Thursday, December 30, 1999

Growing Home

"Technologies that can radically reprogram plant and animal cells can be used to create numerous proteins that have potential as building materials.  Recent successes in tissue engineering with growing bone cultures suggest the potential of bone as a new structural material."

- James Neal, "Architecture: A Visual History"

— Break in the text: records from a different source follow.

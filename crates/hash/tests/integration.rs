//! Integration tests for hash crate

#[cfg(test)]
mod tests {
    use tempfile::tempdir;
    use tokio::fs;
    use vigil_hash::*;

    #[tokio::test]
    async fn test_file_and_memory_digests_agree() {
        let dir = tempdir().unwrap();
        let file_path = dir.path().join("test.txt");

        let data = b"verify this content";
        fs::write(&file_path, data).await.unwrap();

        let from_file = Hash::hash_file(&file_path).await.unwrap();
        assert_eq!(from_file, Hash::from_data(data));

        let from_reader = Hash::hash_reader(&data[..]).await.unwrap();
        assert_eq!(from_reader, from_file);
    }

    #[tokio::test]
    async fn test_rewritten_file_changes_digest() {
        let dir = tempdir().unwrap();
        let file_path = dir.path().join("app.bin");

        fs::write(&file_path, b"v1").await.unwrap();
        let before = Hash::hash_file(&file_path).await.unwrap();
        fs::write(&file_path, b"v2").await.unwrap();
        let after = Hash::hash_file(&file_path).await.unwrap();

        assert_ne!(before, after);
        assert_eq!(after.to_hex().len(), DIGEST_LEN * 2);
    }
}
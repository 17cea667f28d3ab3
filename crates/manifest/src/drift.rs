//! Differences between two manifests

use std::fmt;

use crate::{Manifest, ManifestValue};

/// How a path changed since the baseline
#[derive(Debug, Clone, PartialEq, Eq)]
pub enum DriftKind {
    /// Content digest differs
    Changed { before: String, after: String },
    /// Path was hashed before and is gone now
    NowMissing,
    /// Path was missing or unreadable before and has a digest now
    Appeared,
    /// Path is new to the manifest list
    Added,
    /// Path was dropped from the manifest list
    Removed,
}

/// One drifted path
#[derive(Debug, Clone, PartialEq, Eq)]
pub struct Drift {
    pub path: String,
    pub kind: DriftKind,
}

impl fmt::Display for DriftKind {
    fn fmt(&self, f: &mut fmt::Formatter<'_>) -> fmt::Result {
        match self {
            Self::Changed { before, after } => write!(f, "changed ({before} -> {after})"),
            Self::NowMissing => f.write_str("now missing"),
            Self::Appeared => f.write_str("appeared"),
            Self::Added => f.write_str("added"),
            Self::Removed => f.write_str("removed"),
        }
    }
}

impl fmt::Display for Drift {
    fn fmt(&self, f: &mut fmt::Formatter<'_>) -> fmt::Result {
        write!(f, "{} {}", self.path, self.kind)
    }
}

pub(crate) fn compare(baseline: &Manifest, current: &Manifest) -> Vec<Drift> {
    let mut drift = Vec::new();

    for entry in current {
        let before = baseline.get(&entry.path).map(ManifestValue::digest);
        let kind = match (before, entry.value.digest()) {
            (None, _) => Some(DriftKind::Added),
            (Some(Some(before)), Some(after)) => {
                (before != after).then(|| DriftKind::Changed {
                    before: before.to_hex(),
                    after: after.to_hex(),
                })
            }
            (Some(Some(_)), None) => Some(DriftKind::NowMissing),
            (Some(None), Some(_)) => Some(DriftKind::Appeared),
            (Some(None), None) => None,
        };
        if let Some(kind) = kind {
            drift.push(Drift {
                path: entry.path.clone(),
                kind,
            });
        }
    }

    for entry in baseline {
        if current.get(&entry.path).is_none() {
            drift.push(Drift {
                path: entry.path.clone(),
                kind: DriftKind::Removed,
            });
        }
    }

    drift
}
//! File existence checks

use std::path::Path;

use vigil_errors::StorageError;
use vigil_events::AuditSink;

use crate::{CheckResults, CheckStatus, Failure};

/// Report `PASS` for every path that exists, `FAIL` otherwise.
pub async fn check_files(paths: &[String], log: &dyn AuditSink) -> CheckResults {
    let mut results = CheckResults::new();

    for path in paths {
        let status = match tokio::fs::try_exists(path).await {
            Ok(true) => CheckStatus::Pass,
            Ok(false) => CheckStatus::Fail(Failure::NotFound),
            Err(e) => CheckStatus::Fail(Failure::Storage(StorageError::from_io_with_path(
                &e,
                Path::new(path),
            ))),
        };

        if status.is_pass() {
            log.info(&format!("File check passed for {path}"));
        } else {
            log.error(&format!("File check failed for {path}"));
        }
        results.insert(path.clone(), status);
    }

    results
}

#[cfg(test)]
mod tests {
    use super::*;
    use tempfile::TempDir;
    use vigil_events::{MemorySink, Severity};

    #[tokio::test]
    async fn pass_iff_path_exists() {
        let temp = TempDir::new().unwrap();
        let present = temp.path().join("present.txt");
        std::fs::write(&present, b"x").unwrap();
        let subdir = temp.path().join("dir");
        std::fs::create_dir(&subdir).unwrap();
        let absent = temp.path().join("absent.txt");

        let paths: Vec<String> = [&present, &absent, &subdir]
            .iter()
            .map(|p| p.display().to_string())
            .collect();
        let log = MemorySink::new();

        let results = check_files(&paths, &log).await;

        assert_eq!(results.len(), 3);
        assert_eq!(results.get(&paths[0]), Some(&CheckStatus::Pass));
        assert_eq!(results.get(&paths[1]).unwrap().to_string(), "FAIL");
        assert_eq!(results.get(&paths[2]), Some(&CheckStatus::Pass));

        let keys: Vec<_> = results.iter().map(|(k, _)| k.to_string()).collect();
        assert_eq!(keys, paths);

        assert_eq!(log.messages(Severity::Info).len(), 2);
        assert_eq!(
            log.messages(Severity::Error),
            vec![format!("File check failed for {}", paths[1])]
        );
    }

    #[tokio::test]
    async fn empty_input_yields_no_results() {
        let log = MemorySink::new();
        assert!(check_files(&[], &log).await.is_empty());
        assert!(log.records().is_empty());
    }
}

     There came a moment 5-10 years ago when I suddenly realized that the vast majority of buildings that would be populating the year 2000 had already been built.  That realization left me feeling rather cheated, deflated, and depressed.  The fact that much of what has been built since that realization first hit has been Colonial recreations, uninspired strip malls, and soulless cineplexes has left me feeling even worse. 
     It just seems wrong to this boy who thinks that architecture really should not have peaked with the New York World's Fair of 1939.
     Oh, sure, there have been a few exceptions, a few glimpses of a real future provided by such things as the Pompidou Center in Paris (opened in 1977) and Frank Gehry's acclaimed Guggenheim Museum in Bilbao, Spain (1997), but, really, that's not the sort of architecture we encounter every day, is it?  No.  Ohio towns and their sub-divisions continue to blend together like they have for many years.  The cast of Friends live in apartments not terribly different from the ones of That Girl and The Odd CoupleThe Truman Show may have been cutting edge in some ways, but its architecture was purposefully retro.
     Ho (damn it all) hum.

     So: Imagine my delight and surprise when I read the above quote in a book I picked up Monday on the close-out table of the very mall book store we visited before we toddled across the way for my wife's date with Mr. Salmonella.  I came across it just this morning and, combined with the buffering effects of time, it now seems as if her bout of food poisoning was a small price to pay for such a juicy piece of hope.
     In the delusional belief that there really was some necessary connection between our visit to that book store and our subsequent eating at an unhealthy restaurant/oil recyclers, I just want to say: "Thanks, Hon!"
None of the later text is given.